Monday, December 5, 2011

a great look at the value of libraries

I know I'm late in the game here, but Brian over at Swiss Army Librarian did a very interesting calculation of library-vs-retail costs to the community. The results are very heartening, and something any library might want to prepare with their own numbers, in order to prove to their boards and communities the notably significant value of their worth!

Thursday, January 6, 2011

electronic catalogs

There is something deeply, deeply flawed with an ILS where I can type in "The Sound and the Fury" (in quotes!) and the book copy of the work is #10 on the results page (at least the first result was related to Faulkner; I cannot seem to reproduce the input, but I swear I looked up either the author or title at one point where the first result to come up was a book titled "Onassis"...of course, if I try to look up that work, it's impossible to find). I was so frustrated having to scroll down to find the results for things I'd typed in perfectly. I cannot understand what sort of search algorithm this software is performing on its database, but it seems as if there is something seriously off. I don't know if it's SirsiDynix itself (the ILS software creator), or if it's just that Connect (one of CT's library consortiums) hasn't upgraded its software to the latest & greatest, but I intend to find out. Somehow. Sometime. And do something about it.

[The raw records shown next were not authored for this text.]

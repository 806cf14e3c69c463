use chrono::{DateTime, Utc};
use serde::{Deserialize, Serialize};
use uuid::Uuid;

use super::instrument::Instrument;

/// Direction of a price alert threshold.
#[derive(Debug, Clone, Copy, PartialEq, Eq, Serialize, Deserialize)]
#[serde(rename_all = "lowercase")]
pub enum AlertCondition {
    /// Fires when the price reaches or exceeds the target
    Above,
    /// Fires when the price reaches or falls below the target
    Below,
}

impl AlertCondition {
    /// Whether `price` satisfies this condition against `target`.
    /// Boundary is inclusive in both directions.
    #[must_use]
    pub fn satisfied_by(self, price: f64, target: f64) -> bool {
        match self {
            AlertCondition::Above => price >= target,
            AlertCondition::Below => price <= target,
        }
    }
}

impl std::fmt::Display for AlertCondition {
    fn fmt(&self, f: &mut std::fmt::Formatter<'_>) -> std::fmt::Result {
        match self {
            AlertCondition::Above => write!(f, "above"),
            AlertCondition::Below => write!(f, "below"),
        }
    }
}

/// A user-defined price threshold on one instrument.
///
/// State machine: created `Active`; flips to inactive exactly once when an
/// evaluation pass observes a satisfied condition. A manual toggle is the
/// only way back to active, after which it may fire again.
#[derive(Debug, Clone, PartialEq, Serialize, Deserialize)]
pub struct PriceAlert {
    /// Unique identifier
    pub id: Uuid,

    /// Target instrument's feed identifier
    pub instrument_id: String,

    /// Ticker symbol (denormalized for display)
    pub symbol: String,

    /// Human-readable name (denormalized for display)
    pub name: String,

    /// Threshold price, always > 0
    pub target_price: f64,

    /// Last observed price, refreshed on every evaluation pass
    pub current_price: f64,

    /// Trigger direction
    pub condition: AlertCondition,

    /// `false` once triggered (or manually disabled)
    pub is_active: bool,

    /// When the alert was created
    pub created_at: DateTime<Utc>,
}

impl PriceAlert {
    #[must_use]
    pub fn new(instrument: &Instrument, target_price: f64, condition: AlertCondition) -> Self {
        Self {
            id: Uuid::new_v4(),
            instrument_id: instrument.id.clone(),
            symbol: instrument.symbol.clone(),
            name: instrument.name.clone(),
            target_price,
            current_price: instrument.current_price,
            condition,
            is_active: true,
            created_at: Utc::now(),
        }
    }
}

/// One-time payload emitted when an alert transitions `Active → Inactive`.
#[derive(Debug, Clone, PartialEq)]
pub struct AlertTrigger {
    pub alert_id: Uuid,
    pub symbol: String,
    pub condition: AlertCondition,
    pub target_price: f64,
    /// The observed price that satisfied the condition
    pub price: f64,
}
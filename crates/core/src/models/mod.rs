pub mod alert;
pub mod instrument;
pub mod position;
pub mod settings;
pub mod summary;
pub mod user;
pub mod watchlist;
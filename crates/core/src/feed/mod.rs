pub mod coingecko;
pub mod price_feed;
pub mod scheduler;
pub mod traits;
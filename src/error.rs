use thiserror::Error;

#[derive(Debug, Error)]
pub enum ReporterError {
    #[error("{0} environment variable not set")]
    Config(&'static str),

    #[error("Invalid {var}: {value:?}")]
    InvalidConfig { var: &'static str, value: String },

    #[error("request to {endpoint} failed")]
    Network {
        endpoint: &'static str,
        #[source]
        source: reqwest::Error,
    },

    #[error("LLM API error: {status}\n{body}")]
    Response {
        status: reqwest::StatusCode,
        body: String,
    },
}

pub type Result<T> = std::result::Result<T, ReporterError>;
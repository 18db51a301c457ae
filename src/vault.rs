use tracing::{debug, warn};

use crate::error::{ReporterError, Result};
use crate::types::{Config, RawMetrics};

pub const METRICS_PATH: &str = "/v1/sys/metrics?format=prometheus";
pub const VAULT_TOKEN_HEADER: &str = "X-Vault-Token";

pub fn metrics_url(vault_addr: &str) -> String {
    format!("{}{}", vault_addr.trim_end_matches('/'), METRICS_PATH)
}

/// Pulls the Prometheus exposition text from Vault's telemetry endpoint.
pub struct MetricsFetcher<'a> {
    client: &'a reqwest::Client,
    config: &'a Config,
}

impl<'a> MetricsFetcher<'a> {
    pub fn new(client: &'a reqwest::Client, config: &'a Config) -> Self {
        Self { client, config }
    }

    pub async fn fetch(&self) -> Result<RawMetrics> {
        let url = metrics_url(&self.config.vault_addr);
        debug!("GET {}", url);
        let res = self
            .client
            .get(&url)
            .header(VAULT_TOKEN_HEADER, &self.config.vault_token)
            .send()
            .await
            .map_err(|source| ReporterError::Network { endpoint: "Vault metrics", source })?;

        let status = res.status();
        if !status.is_success() {
            warn!("Vault metrics endpoint returned {}", status);
        }
        let body = res
            .bytes()
            .await
            .map_err(|source| ReporterError::Network { endpoint: "Vault metrics", source })?;
        Ok(RawMetrics(body.to_vec()))
    }
}
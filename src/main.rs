use std::io::Write;

use anyhow::{Context, Result};
use tracing::{info, warn};

use vault_health_narrator::{run_from_env, SystemEnvironment};

#[tokio::main]
async fn main() -> Result<()> {
    init_tracing();

    let client = reqwest::Client::new();
    let report = run_from_env(&SystemEnvironment, &client).await?;

    let summary = report.summary();
    info!(
        "Analysis complete: {} section(s) (split: {}), {} of {} bytes analyzed, {} NaN lines dropped, {}ms",
        summary.section_count,
        summary.was_split(),
        summary.sanitized_bytes,
        summary.raw_bytes,
        summary.dropped_lines,
        summary.elapsed_ms
    );
    if summary.raw_fallback_count > 0 {
        warn!(
            "{} narration(s) could not be decoded as JSON and are shown as returned",
            summary.raw_fallback_count
        );
    }

    std::io::stdout()
        .write_all(&report.render())
        .context("Failed to write report")?;
    Ok(())
}

fn init_tracing() {
    let filter = tracing_subscriber::EnvFilter::try_from_default_env()
        .unwrap_or_else(|_| tracing_subscriber::EnvFilter::new("info"));
    let _ = tracing_subscriber::fmt()
        .with_env_filter(filter)
        .with_target(false)
        .try_init();
}
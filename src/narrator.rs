use serde::Deserialize;
use tracing::{debug, error};

use crate::error::{ReporterError, Result};
use crate::types::{Config, MetricsChunk, Narration, NarrationMetadata, NarrationRequest};

pub const PROMPT_TEMPLATE: &str = "Analyze the following Vault server metrics for a human reader.
- Summarize the overall health and status in clear, simple language.
- Highlight any anomalies, errors, or warnings.
- Suggest possible causes and recommended actions if issues are found.
- Make the summary concise, actionable, and easy to understand for someone without deep technical knowledge.

Metrics:
";

/// The only place metrics bytes are decoded; invalid UTF-8 becomes U+FFFD.
pub fn build_prompt(metrics: &[u8]) -> String {
    format!("{}{}", PROMPT_TEMPLATE, String::from_utf8_lossy(metrics))
}

pub fn build_request(cfg: &Config, metrics: &[u8]) -> NarrationRequest {
    NarrationRequest {
        model: cfg.llm_model.clone(),
        prompt: build_prompt(metrics),
        max_tokens: cfg.llm_max_tokens,
        metadata: NarrationMetadata {
            trace_name: cfg.llm_trace_name.clone(),
        },
    }
}

#[derive(Debug, Default, Deserialize)]
struct CompletionResponse {
    #[serde(default, alias = "Choices", alias = "CHOICES")]
    choices: Option<Vec<CompletionChoice>>,
    #[serde(default, alias = "Result", alias = "RESULT")]
    result: Option<String>,
}

#[derive(Debug, Default, Deserialize)]
struct CompletionChoice {
    #[serde(default, alias = "Text", alias = "TEXT")]
    text: Option<String>,
}

/// Picks the narration out of a response body whose shape is not fixed.
///
/// Order: first choice's `text`, then top-level `result`, then the body as-is.
/// A body that fails to decode is not an error, and is kept byte for byte.
pub fn interpret_response(body: Vec<u8>) -> Narration {
    if let Ok(parsed) = serde_json::from_slice::<CompletionResponse>(&body) {
        let choice = parsed
            .choices
            .and_then(|choices| choices.into_iter().next())
            .and_then(|c| c.text)
            .filter(|t| !t.is_empty());
        if let Some(text) = choice {
            return Narration::StructuredChoice(text);
        }
        if let Some(result) = parsed.result.filter(|r| !r.is_empty()) {
            return Narration::StructuredResult(result);
        }
    }
    Narration::Raw(body)
}

pub struct Narrator<'a> {
    client: &'a reqwest::Client,
    config: &'a Config,
}

impl<'a> Narrator<'a> {
    pub fn new(client: &'a reqwest::Client, config: &'a Config) -> Self {
        Self { client, config }
    }

    pub async fn narrate(&self, chunk: &MetricsChunk) -> Result<Narration> {
        let request = build_request(self.config, &chunk.bytes);
        debug!("POST {} ({} prompt bytes)", self.config.llm_url, request.prompt.len());

        let res = self
            .client
            .post(&self.config.llm_url)
            .bearer_auth(&self.config.llm_token)
            .json(&request)
            .send()
            .await
            .map_err(|source| ReporterError::Network { endpoint: "LLM API", source })?;

        let status = res.status();
        let body = res
            .bytes()
            .await
            .map_err(|source| ReporterError::Network { endpoint: "LLM API", source })?;
        if !status.is_success() {
            error!("LLM API returned {} for {}", status, chunk.position.describe());
            return Err(ReporterError::Response {
                status,
                body: String::from_utf8_lossy(&body).into_owned(),
            });
        }

        let narration = interpret_response(body.to_vec());
        debug!("narration extracted from {} field", narration.kind());
        Ok(narration)
    }
}
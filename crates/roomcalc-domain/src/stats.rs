//! Aggregate statistics over a room snapshot.

use crate::{Metric, RoomCollection, RoomSnapshot};
use rayon::prelude::*;
use roomcalc_core::{RoomResult, Task};
use serde::Serialize;
use std::sync::mpsc::Sender;
use std::sync::Arc;

/// Snapshots at or above this size are reduced in parallel chunks.
const PARALLEL_THRESHOLD: usize = 16_384;
const MAX_PARTITIONS: usize = 8;

#[derive(Debug, Clone, Copy, PartialEq, Serialize)]
pub struct StatsSummary {
    pub count: usize,
    pub min: u64,
    pub max: u64,
    pub mean: f64,
}

/// Statistics for one metric. `summary` is `None` when there was no data.
#[derive(Debug, Clone, PartialEq, Serialize)]
pub struct StatsReport {
    pub metric: Metric,
    pub summary: Option<StatsSummary>,
}

impl StatsReport {
    pub fn from_snapshot(snapshot: &RoomSnapshot, metric: Metric) -> Self {
        let values = snapshot.values(metric);
        Self {
            metric,
            summary: summarize(&values),
        }
    }

    pub fn has_data(&self) -> bool {
        self.summary.is_some()
    }
}

#[derive(Debug, Clone, Copy)]
struct Partial {
    count: usize,
    min: u64,
    max: u64,
    sum: u128,
}

impl Partial {
    fn of(values: &[u64]) -> Option<Self> {
        let (&first, rest) = values.split_first()?;
        Some(rest.iter().fold(
            Partial {
                count: 1,
                min: first,
                max: first,
                sum: u128::from(first),
            },
            |acc, &v| Partial {
                count: acc.count + 1,
                min: acc.min.min(v),
                max: acc.max.max(v),
                sum: acc.sum + u128::from(v),
            },
        ))
    }

    fn merge(self, other: Partial) -> Partial {
        Partial {
            count: self.count + other.count,
            min: self.min.min(other.min),
            max: self.max.max(other.max),
            sum: self.sum + other.sum,
        }
    }
}

/// Min, max and mean of `values`, or `None` when empty.
pub fn summarize(values: &[u64]) -> Option<StatsSummary> {
    let total = if values.len() >= PARALLEL_THRESHOLD {
        parallel_partial(values)
    } else {
        Partial::of(values)
    }?;

    Some(StatsSummary {
        count: total.count,
        min: total.min,
        max: total.max,
        mean: total.sum as f64 / total.count as f64,
    })
}

fn parallel_partial(values: &[u64]) -> Option<Partial> {
    let chunk_size = values.len().div_ceil(MAX_PARTITIONS);
    values
        .par_chunks(chunk_size)
        .filter_map(Partial::of)
        .reduce_with(Partial::merge)
}

/// Read-only task computing statistics for one metric of the collection.
///
/// The snapshot is taken when the task runs, not when it is created. Reports
/// are logged and, if a reporter channel is attached, sent to it.
pub struct StatsTask {
    rooms: Arc<RoomCollection>,
    metric: Metric,
    reporter: Option<Sender<StatsReport>>,
}

impl StatsTask {
    pub fn new(rooms: Arc<RoomCollection>, metric: Metric) -> Self {
        Self {
            rooms,
            metric,
            reporter: None,
        }
    }

    pub fn with_reporter(mut self, reporter: Sender<StatsReport>) -> Self {
        self.reporter = Some(reporter);
        self
    }

    pub fn metric(&self) -> Metric {
        self.metric
    }

    pub fn compute(&self) -> StatsReport {
        StatsReport::from_snapshot(&self.rooms.snapshot(), self.metric)
    }
}

impl Task for StatsTask {
    fn name(&self) -> String {
        format!("stats({})", self.metric)
    }

    fn run(&self) -> RoomResult<()> {
        let report = self.compute();

        match &report.summary {
            Some(s) => tracing::info!(
                metric = %self.metric,
                count = s.count,
                min = s.min,
                max = s.max,
                mean = s.mean,
                "Statistics computed"
            ),
            None => tracing::info!(metric = %self.metric, "Statistics: no data"),
        }

        if let Some(reporter) = &self.reporter {
            if reporter.send(report).is_err() {
                tracing::debug!("Stats receiver dropped, report discarded");
            }
        }
        Ok(())
    }
}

I am so tempted to apply for one of the developer jobs in Utah, but...1. it's Utah, and 2. I vowed I'd never go back to being a code monkey again. That's why I moved to librarianship - I wanted to get out of the mire of endless lines of C++ (or Java, or etc.). But at the same time, I have this feeling that I've got a great stradding-the-fence skill set which would be awesome to use to improve electronic catalogs. I love databases. I just don't know if I want to code them for the rest of my life. But I know we can make them do what we need them to do...which to me includes returning the appropriate search results. Hrm.